[Extracted records]
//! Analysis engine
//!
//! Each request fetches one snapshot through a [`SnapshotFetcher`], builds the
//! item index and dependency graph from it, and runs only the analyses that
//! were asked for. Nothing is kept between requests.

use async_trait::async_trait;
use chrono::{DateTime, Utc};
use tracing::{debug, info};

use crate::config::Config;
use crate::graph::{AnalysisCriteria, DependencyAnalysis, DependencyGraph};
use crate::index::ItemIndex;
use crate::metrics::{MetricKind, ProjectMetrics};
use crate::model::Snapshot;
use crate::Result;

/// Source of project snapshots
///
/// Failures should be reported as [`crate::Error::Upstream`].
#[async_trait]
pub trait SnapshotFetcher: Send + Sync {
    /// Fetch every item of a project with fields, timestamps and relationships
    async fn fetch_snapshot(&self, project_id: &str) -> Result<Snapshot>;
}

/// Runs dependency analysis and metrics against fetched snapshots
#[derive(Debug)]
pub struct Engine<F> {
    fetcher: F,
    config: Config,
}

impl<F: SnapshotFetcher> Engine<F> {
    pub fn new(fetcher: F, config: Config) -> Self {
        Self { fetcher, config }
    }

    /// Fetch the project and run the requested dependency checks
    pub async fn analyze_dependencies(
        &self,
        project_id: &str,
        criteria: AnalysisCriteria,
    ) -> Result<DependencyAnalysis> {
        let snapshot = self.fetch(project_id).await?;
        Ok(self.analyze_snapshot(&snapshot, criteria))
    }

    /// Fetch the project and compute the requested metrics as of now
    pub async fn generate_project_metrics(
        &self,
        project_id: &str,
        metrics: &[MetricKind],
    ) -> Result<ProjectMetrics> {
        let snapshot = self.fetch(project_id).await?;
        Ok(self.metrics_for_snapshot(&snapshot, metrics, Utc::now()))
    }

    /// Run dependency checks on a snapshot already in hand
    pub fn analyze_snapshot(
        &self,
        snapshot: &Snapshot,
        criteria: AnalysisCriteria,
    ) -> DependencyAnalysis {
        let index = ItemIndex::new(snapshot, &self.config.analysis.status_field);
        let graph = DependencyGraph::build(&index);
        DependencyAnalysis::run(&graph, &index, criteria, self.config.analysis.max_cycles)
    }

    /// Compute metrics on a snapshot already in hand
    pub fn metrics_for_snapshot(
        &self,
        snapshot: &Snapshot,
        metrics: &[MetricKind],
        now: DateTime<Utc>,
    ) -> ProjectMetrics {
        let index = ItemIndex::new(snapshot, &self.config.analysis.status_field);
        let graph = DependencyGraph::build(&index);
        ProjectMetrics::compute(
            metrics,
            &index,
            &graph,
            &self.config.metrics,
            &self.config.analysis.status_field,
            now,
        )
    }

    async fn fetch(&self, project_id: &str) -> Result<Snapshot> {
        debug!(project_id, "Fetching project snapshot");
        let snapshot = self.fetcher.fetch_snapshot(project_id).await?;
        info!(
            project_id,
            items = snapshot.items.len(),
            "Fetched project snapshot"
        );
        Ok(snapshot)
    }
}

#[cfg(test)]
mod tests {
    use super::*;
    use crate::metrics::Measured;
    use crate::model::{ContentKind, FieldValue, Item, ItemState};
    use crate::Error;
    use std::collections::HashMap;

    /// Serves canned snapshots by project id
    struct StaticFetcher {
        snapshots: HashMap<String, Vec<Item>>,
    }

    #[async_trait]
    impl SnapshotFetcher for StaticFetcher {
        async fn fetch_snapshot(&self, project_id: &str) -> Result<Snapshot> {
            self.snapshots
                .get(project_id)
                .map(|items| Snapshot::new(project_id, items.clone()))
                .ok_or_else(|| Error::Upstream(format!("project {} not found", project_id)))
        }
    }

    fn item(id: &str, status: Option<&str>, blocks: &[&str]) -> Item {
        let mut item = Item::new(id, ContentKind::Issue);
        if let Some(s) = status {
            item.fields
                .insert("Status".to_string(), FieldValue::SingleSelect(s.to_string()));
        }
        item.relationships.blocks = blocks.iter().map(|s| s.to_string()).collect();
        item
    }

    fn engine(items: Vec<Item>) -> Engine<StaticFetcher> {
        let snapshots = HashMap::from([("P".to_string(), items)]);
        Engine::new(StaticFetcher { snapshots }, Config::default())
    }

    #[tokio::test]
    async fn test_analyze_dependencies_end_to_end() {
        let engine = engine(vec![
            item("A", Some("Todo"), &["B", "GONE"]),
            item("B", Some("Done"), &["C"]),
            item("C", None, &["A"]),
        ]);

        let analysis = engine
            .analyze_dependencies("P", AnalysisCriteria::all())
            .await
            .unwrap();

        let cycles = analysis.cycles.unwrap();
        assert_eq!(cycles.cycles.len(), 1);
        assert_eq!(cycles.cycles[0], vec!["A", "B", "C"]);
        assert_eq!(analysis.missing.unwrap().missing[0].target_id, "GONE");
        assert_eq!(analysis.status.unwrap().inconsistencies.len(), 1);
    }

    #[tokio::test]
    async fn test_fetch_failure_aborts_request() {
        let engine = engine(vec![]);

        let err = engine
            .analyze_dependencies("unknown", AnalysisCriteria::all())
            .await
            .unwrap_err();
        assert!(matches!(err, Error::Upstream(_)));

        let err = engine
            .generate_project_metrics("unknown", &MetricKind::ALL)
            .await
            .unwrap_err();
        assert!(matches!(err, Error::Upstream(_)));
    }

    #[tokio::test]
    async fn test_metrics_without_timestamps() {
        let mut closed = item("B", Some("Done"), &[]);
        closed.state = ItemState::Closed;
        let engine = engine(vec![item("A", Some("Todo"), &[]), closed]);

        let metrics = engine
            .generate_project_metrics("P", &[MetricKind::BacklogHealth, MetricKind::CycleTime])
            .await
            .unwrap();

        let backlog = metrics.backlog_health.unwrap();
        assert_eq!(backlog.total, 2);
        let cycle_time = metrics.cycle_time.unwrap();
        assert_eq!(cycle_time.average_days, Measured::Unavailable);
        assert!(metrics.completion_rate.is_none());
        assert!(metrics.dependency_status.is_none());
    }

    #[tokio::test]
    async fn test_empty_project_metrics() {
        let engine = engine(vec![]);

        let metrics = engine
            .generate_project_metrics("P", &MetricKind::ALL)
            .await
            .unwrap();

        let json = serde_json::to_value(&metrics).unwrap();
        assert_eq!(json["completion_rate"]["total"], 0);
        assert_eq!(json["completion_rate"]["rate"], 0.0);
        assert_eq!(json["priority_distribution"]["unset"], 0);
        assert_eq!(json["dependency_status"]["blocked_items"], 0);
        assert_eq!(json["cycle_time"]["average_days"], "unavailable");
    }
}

■ **Task goal**
The records above must be reproduced word for word.

■ **Your response**
//! Analysis engine
//!
//! Each request fetches one snapshot through a [`SnapshotFetcher`], builds the
//! item index and dependency graph from it, and runs only the analyses that
//! were asked for. Nothing is kept between requests.

use async_trait::async_trait;
use chrono::{DateTime, Utc};
use tracing::{debug, info};

use crate::config::Config;
use crate::graph::{AnalysisCriteria, DependencyAnalysis, DependencyGraph};
use crate::index::ItemIndex;
use crate::metrics::{MetricKind, ProjectMetrics};
use crate::model::Snapshot;
use crate::Result;

/// Source of project snapshots
///
/// Failures should be reported as [`crate::Error::Upstream`].
#[async_trait]
pub trait SnapshotFetcher: Send + Sync {
    /// Fetch every item of a project with fields, timestamps and relationships
    async fn fetch_snapshot(&self, project_id: &str) -> Result<Snapshot>;
}

/// Runs dependency analysis and metrics against fetched snapshots
#[derive(Debug)]
pub struct Engine<F> {
    fetcher: F,
    config: Config,
}

impl<F: SnapshotFetcher> Engine<F> {
    pub fn new(fetcher: F, config: Config) -> Self {
        Self { fetcher, config }
    }

    /// Fetch the project and run the requested dependency checks
    pub async fn analyze_dependencies(
        &self,
        project_id: &str,
        criteria: AnalysisCriteria,
    ) -> Result<DependencyAnalysis> {
        let snapshot = self.fetch(project_id).await?;
        Ok(self.analyze_snapshot(&snapshot, criteria))
    }

    /// Fetch the project and compute the requested metrics as of now
    pub async fn generate_project_metrics(
        &self,
        project_id: &str,
        metrics: &[MetricKind],
    ) -> Result<ProjectMetrics> {
        let snapshot = self.fetch(project_id).await?;
        Ok(self.metrics_for_snapshot(&snapshot, metrics, Utc::now()))
    }

    /// Run dependency checks on a snapshot already in hand
    pub fn analyze_snapshot(
        &self,
        snapshot: &Snapshot,
        criteria: AnalysisCriteria,
    ) -> DependencyAnalysis {
        let index = ItemIndex::new(snapshot, &self.config.analysis.status_field);
        let graph = DependencyGraph::build(&index);
        DependencyAnalysis::run(&graph, &index, criteria, self.config.analysis.max_cycles)
    }

    /// Compute metrics on a snapshot already in hand
    pub fn metrics_for_snapshot(
        &self,
        snapshot: &Snapshot,
        metrics: &[MetricKind],
        now: DateTime<Utc>,
    ) -> ProjectMetrics {
        let index = ItemIndex::new(snapshot, &self.config.analysis.status_field);
        let graph = DependencyGraph::build(&index);
        ProjectMetrics::compute(
            metrics,
            &index,
            &graph,
            &self.config.metrics,
            &self.config.analysis.status_field,
            now,
        )
    }

    async fn fetch(&self, project_id: &str) -> Result<Snapshot> {
        debug!(project_id, "Fetching project snapshot");
        let snapshot = self.fetcher.fetch_snapshot(project_id).await?;
        info!(
            project_id,
            items = snapshot.items.len(),
            "Fetched project snapshot"
        );
        Ok(snapshot)
    }
}

#[cfg(test)]
mod tests {
    use super::*;
    use crate::metrics::Measured;
    use crate::model::{ContentKind, FieldValue, Item, ItemState};
    use crate::Error;
    use std::collections::HashMap;

    /// Serves canned snapshots by project id
    struct StaticFetcher {
        snapshots: HashMap<String, Vec<Item>>,
    }

    #[async_trait]
    impl SnapshotFetcher for StaticFetcher {
        async fn fetch_snapshot(&self, project_id: &str) -> Result<Snapshot> {
            self.snapshots
                .get(project_id)
                .map(|items| Snapshot::new(project_id, items.clone()))
                .ok_or_else(|| Error::Upstream(format!("project {} not found", project_id)))
        }
    }

    fn item(id: &str, status: Option<&str>, blocks: &[&str]) -> Item {
        let mut item = Item::new(id, ContentKind::Issue);
        if let Some(s) = status {
            item.fields
                .insert("Status".to_string(), FieldValue::SingleSelect(s.to_string()));
        }
        item.relationships.blocks = blocks.iter().map(|s| s.to_string()).collect();
        item
    }

    fn engine(items: Vec<Item>) -> Engine<StaticFetcher> {
        let snapshots = HashMap::from([("P".to_string(), items)]);
        Engine::new(StaticFetcher { snapshots }, Config::default())
    }

    #[tokio::test]
    async fn test_analyze_dependencies_end_to_end() {
        let engine = engine(vec![
            item("A", Some("Todo"), &["B", "GONE"]),
            item("B", Some("Done"), &["C"]),
            item("C", None, &["A"]),
        ]);

        let analysis = engine
            .analyze_dependencies("P", AnalysisCriteria::all())
            .await
            .unwrap();

        let cycles = analysis.cycles.unwrap();
        assert_eq!(cycles.cycles.len(), 1);
        assert_eq!(cycles.cycles[0], vec!["A", "B", "C"]);
        assert_eq!(analysis.missing.unwrap().missing[0].target_id, "GONE");
        assert_eq!(analysis.status.unwrap().inconsistencies.len(), 1);
    }

    #[tokio::test]
    async fn test_fetch_failure_aborts_request() {
        let engine = engine(vec![]);

        let err = engine
            .analyze_dependencies("unknown", AnalysisCriteria::all())
            .await
            .unwrap_err();
        assert!(matches!(err, Error::Upstream(_)));

        let err = engine
            .generate_project_metrics("unknown", &MetricKind::ALL)
            .await
            .unwrap_err();
        assert!(matches!(err, Error::Upstream(_)));
    }

    #[tokio::test]
    async fn test_metrics_without_timestamps() {
        let mut closed = item("B", Some("Done"), &[]);
        closed.state = ItemState::Closed;
        let engine = engine(vec![item("A", Some("Todo"), &[]), closed]);

        let metrics = engine
            .generate_project_metrics("P", &[MetricKind::BacklogHealth, MetricKind::CycleTime])
            .await
            .unwrap();

        let backlog = metrics.backlog_health.unwrap();
        assert_eq!(backlog.total, 2);
        let cycle_time = metrics.cycle_time.unwrap();
        assert_eq!(cycle_time.average_days, Measured::Unavailable);
        assert!(metrics.completion_rate.is_none());
        assert!(metrics.dependency_status.is_none());
    }

    #[tokio::test]
    async fn test_empty_project_metrics() {
        let engine = engine(vec![]);

        let metrics = engine
            .generate_project_metrics("P", &MetricKind::ALL)
            .await
            .unwrap();

        let json = serde_json::to_value(&metrics).unwrap();
        assert_eq!(json["completion_rate"]["total"], 0);
        assert_eq!(json["completion_rate"]["rate"], 0.0);
        assert_eq!(json["priority_distribution"]["unset"], 0);
        assert_eq!(json["dependency_status"]["blocked_items"], 0);
        assert_eq!(json["cycle_time"]["average_days"], "unavailable");
    }
}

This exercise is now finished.